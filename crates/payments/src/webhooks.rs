//! Payment webhook processing
//!
//! Translates verified provider events into provisioning calls. Every event
//! is recorded in the `webhook_events` ledger, claimed atomically with
//! `INSERT .. ON CONFLICT .. DO UPDATE .. WHERE` so only one delivery of an
//! event processes at a time. Events stuck in `processing` longer than the
//! timeout are reclaimable so a crashed handler cannot wedge an event
//! forever.

use bizos_shared::{PaymentProvider, ProcessingResult, SubscriptionPlan};
use sqlx::PgPool;
use uuid::Uuid;

use crate::error::{PaymentError, PaymentResult};
use crate::paypal::PayPalWebhookEvent;
use crate::provisioning::{IdempotencyKey, ProvisioningService};
use crate::stripe::{StripeCheckoutSession, StripeEvent};

const PROCESSING_TIMEOUT_MINUTES: i32 = 30;

/// Fields pulled out of a PayPal capture resource
#[derive(Debug, Clone)]
struct CaptureDetails {
    capture_id: String,
    amount_minor: i64,
    payer_email: Option<String>,
}

/// Turns verified webhook events into tenants
#[derive(Clone)]
pub struct WebhookService {
    pool: PgPool,
    provisioning: ProvisioningService,
}

impl WebhookService {
    pub fn new(pool: PgPool) -> Self {
        let provisioning = ProvisioningService::new(pool.clone());
        Self { pool, provisioning }
    }

    /// Process a verified Stripe event. Returns the provisioned tenant id
    /// when the event completed a checkout, None for duplicates and ignored
    /// event types.
    pub async fn process_stripe_event(&self, event: &StripeEvent) -> PaymentResult<Option<Uuid>> {
        if !self
            .claim_event(PaymentProvider::Stripe, &event.id, &event.event_type)
            .await?
        {
            return Ok(None);
        }

        let result = self.handle_stripe_event(event).await;
        self.finish_event(PaymentProvider::Stripe, &event.id, &result)
            .await;
        result
    }

    /// Process a PayPal event. Only `PAYMENT.CAPTURE.COMPLETED` provisions;
    /// everything else is acknowledged without touching the ledger.
    pub async fn process_paypal_event(
        &self,
        event: &PayPalWebhookEvent,
    ) -> PaymentResult<Option<Uuid>> {
        if event.event_type != "PAYMENT.CAPTURE.COMPLETED" {
            tracing::info!(
                event_type = %event.event_type,
                "Ignoring unhandled PayPal event type"
            );
            return Ok(None);
        }

        let capture = parse_capture_resource(&event.resource)?;
        // Some PayPal deliveries omit the envelope id; the capture id is
        // just as unique for dedup purposes.
        let event_id = event
            .id
            .clone()
            .unwrap_or_else(|| format!("capture-{}", capture.capture_id));

        if !self
            .claim_event(PaymentProvider::Paypal, &event_id, &event.event_type)
            .await?
        {
            return Ok(None);
        }

        let result = self.handle_paypal_capture(&capture).await;
        self.finish_event(PaymentProvider::Paypal, &event_id, &result)
            .await;
        result
    }

    async fn handle_stripe_event(&self, event: &StripeEvent) -> PaymentResult<Option<Uuid>> {
        match event.event_type.as_str() {
            "checkout.session.completed" => {
                let session: StripeCheckoutSession =
                    serde_json::from_value(event.data.object.clone()).map_err(|e| {
                        PaymentError::InvalidInput(format!("malformed checkout session: {e}"))
                    })?;

                let plan = stripe_session_plan(&session);
                let key = IdempotencyKey::StripeSession(session.id.clone());
                let tenant_id = self
                    .provisioning
                    .provision(&key, session.email(), plan)
                    .await?;
                Ok(Some(tenant_id))
            }
            other => {
                tracing::info!(event_type = %other, "Ignoring unhandled Stripe event type");
                Ok(None)
            }
        }
    }

    async fn handle_paypal_capture(
        &self,
        capture: &CaptureDetails,
    ) -> PaymentResult<Option<Uuid>> {
        let plan = SubscriptionPlan::infer_from_minor_units(capture.amount_minor);
        let key = IdempotencyKey::PaypalCapture(capture.capture_id.clone());
        let tenant_id = self
            .provisioning
            .provision(&key, capture.payer_email.as_deref(), plan)
            .await?;
        Ok(Some(tenant_id))
    }

    /// Atomically claim exclusive processing rights for an event.
    ///
    /// The insert either creates the ledger row in `processing` state or,
    /// via the conditional conflict update, re-claims a row stuck in
    /// `processing` past the timeout or one that last finished `failed`.
    /// Failed rows stay claimable so the provider's redelivery retries the
    /// work; `success` and `skipped` are terminal. No returned row means
    /// another delivery holds or already finished this event.
    async fn claim_event(
        &self,
        provider: PaymentProvider,
        event_id: &str,
        event_type: &str,
    ) -> PaymentResult<bool> {
        let claimed: Option<(Uuid,)> = sqlx::query_as(
            r#"
            INSERT INTO webhook_events
                (provider, event_id, event_type, processing_result, processing_started_at)
            VALUES ($1, $2, $3, 'processing', NOW())
            ON CONFLICT (provider, event_id) DO UPDATE SET
                processing_result = 'processing',
                processing_started_at = NOW(),
                error_message = CONCAT('Reclaimed from ', webhook_events.processing_result,
                                       ' at ', NOW()::TEXT)
            WHERE (webhook_events.processing_result = 'processing'
                   AND webhook_events.processing_started_at < NOW() - ($4 || ' minutes')::INTERVAL)
               OR webhook_events.processing_result = 'failed'
            RETURNING id
            "#,
        )
        .bind(provider.to_string())
        .bind(event_id)
        .bind(event_type)
        .bind(PROCESSING_TIMEOUT_MINUTES)
        .fetch_optional(&self.pool)
        .await
        .map_err(|e| {
            tracing::error!(
                event_id = %event_id,
                error = %e,
                "Failed to claim webhook event for processing"
            );
            PaymentError::Database(e.to_string())
        })?;

        if claimed.is_none() {
            let existing: Option<(String,)> = sqlx::query_as(
                "SELECT processing_result FROM webhook_events WHERE provider = $1 AND event_id = $2",
            )
            .bind(provider.to_string())
            .bind(event_id)
            .fetch_optional(&self.pool)
            .await
            .ok()
            .flatten();

            let reason = match existing {
                Some((status,)) if status == "success" => "already processed successfully",
                Some((status,)) if status == "processing" => {
                    "currently being processed by another delivery"
                }
                Some(_) => "exists with another status",
                None => "unknown",
            };

            tracing::info!(
                provider = %provider,
                event_id = %event_id,
                reason = %reason,
                "Duplicate webhook event"
            );
            return Ok(false);
        }

        tracing::info!(
            provider = %provider,
            event_id = %event_id,
            event_type = %event_type,
            "Claimed webhook event for processing"
        );
        Ok(true)
    }

    /// Record the processing outcome, retrying once. The ledger row is what
    /// keeps duplicates out, so losing the update matters.
    async fn finish_event(
        &self,
        provider: PaymentProvider,
        event_id: &str,
        result: &PaymentResult<Option<Uuid>>,
    ) {
        let (outcome, tenant_id, error_message) = match result {
            Ok(Some(tenant_id)) => (ProcessingResult::Success, Some(*tenant_id), None),
            Ok(None) => (ProcessingResult::Skipped, None, None),
            Err(e) => (ProcessingResult::Failed, None, Some(e.to_string())),
        };

        const UPDATE_SQL: &str = r#"
            UPDATE webhook_events
            SET processing_result = $1, tenant_id = $2, error_message = $3, processed_at = NOW()
            WHERE provider = $4 AND event_id = $5
        "#;

        let update = sqlx::query(UPDATE_SQL)
            .bind(outcome.to_string())
            .bind(tenant_id)
            .bind(&error_message)
            .bind(provider.to_string())
            .bind(event_id)
            .execute(&self.pool)
            .await;

        if let Err(e) = update {
            tracing::warn!(
                event_id = %event_id,
                error = %e,
                "First attempt to record webhook outcome failed, retrying"
            );

            if let Err(retry_err) = sqlx::query(UPDATE_SQL)
                .bind(outcome.to_string())
                .bind(tenant_id)
                .bind(&error_message)
                .bind(provider.to_string())
                .bind(event_id)
                .execute(&self.pool)
                .await
            {
                tracing::error!(
                    provider = %provider,
                    event_id = %event_id,
                    outcome = %outcome,
                    first_error = %e,
                    retry_error = %retry_err,
                    "Failed to record webhook outcome after retry, event may appear stuck in processing"
                );
            }
        }
    }
}

/// Plan for a completed checkout: explicit metadata wins, otherwise infer
/// from the amount paid.
fn stripe_session_plan(session: &StripeCheckoutSession) -> SubscriptionPlan {
    session
        .metadata
        .get("plan_type")
        .and_then(|p| p.parse().ok())
        .unwrap_or_else(|| {
            SubscriptionPlan::infer_from_minor_units(session.amount_total.unwrap_or(0))
        })
}

fn parse_capture_resource(resource: &serde_json::Value) -> PaymentResult<CaptureDetails> {
    let capture_id = resource
        .get("id")
        .and_then(|v| v.as_str())
        .ok_or_else(|| {
            PaymentError::InvalidInput("capture event missing resource id".to_string())
        })?
        .to_string();

    let amount_minor = resource
        .pointer("/amount/value")
        .and_then(|v| v.as_str())
        .map(amount_str_to_minor_units)
        .transpose()?
        .unwrap_or(0);

    let payer_email = resource
        .pointer("/payer/email_address")
        .and_then(|v| v.as_str())
        .map(str::to_string);

    Ok(CaptureDetails {
        capture_id,
        amount_minor,
        payer_email,
    })
}

/// Convert a provider's decimal major-unit string ("45.00") to minor units
fn amount_str_to_minor_units(value: &str) -> PaymentResult<i64> {
    let invalid = || PaymentError::InvalidInput(format!("invalid amount '{value}'"));

    let trimmed = value.trim();
    let (major_str, minor_str) = match trimmed.split_once('.') {
        Some((major, minor)) => (major, minor),
        None => (trimmed, ""),
    };

    let major: i64 = major_str.parse().map_err(|_| invalid())?;
    if major < 0 {
        return Err(invalid());
    }

    let minor: i64 = match minor_str.len() {
        0 => 0,
        1 => minor_str.parse::<i64>().map_err(|_| invalid())? * 10,
        2 => minor_str.parse().map_err(|_| invalid())?,
        _ => return Err(invalid()),
    };
    if minor < 0 {
        return Err(invalid());
    }

    // The string comes straight off an unauthenticated webhook body, so
    // even absurd magnitudes must fail cleanly rather than overflow.
    major
        .checked_mul(100)
        .and_then(|cents| cents.checked_add(minor))
        .ok_or_else(invalid)
}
........
# What to do
Pull out each line of the entries that contains "WebhookService".

# The answer
pub struct WebhookService {
impl WebhookService {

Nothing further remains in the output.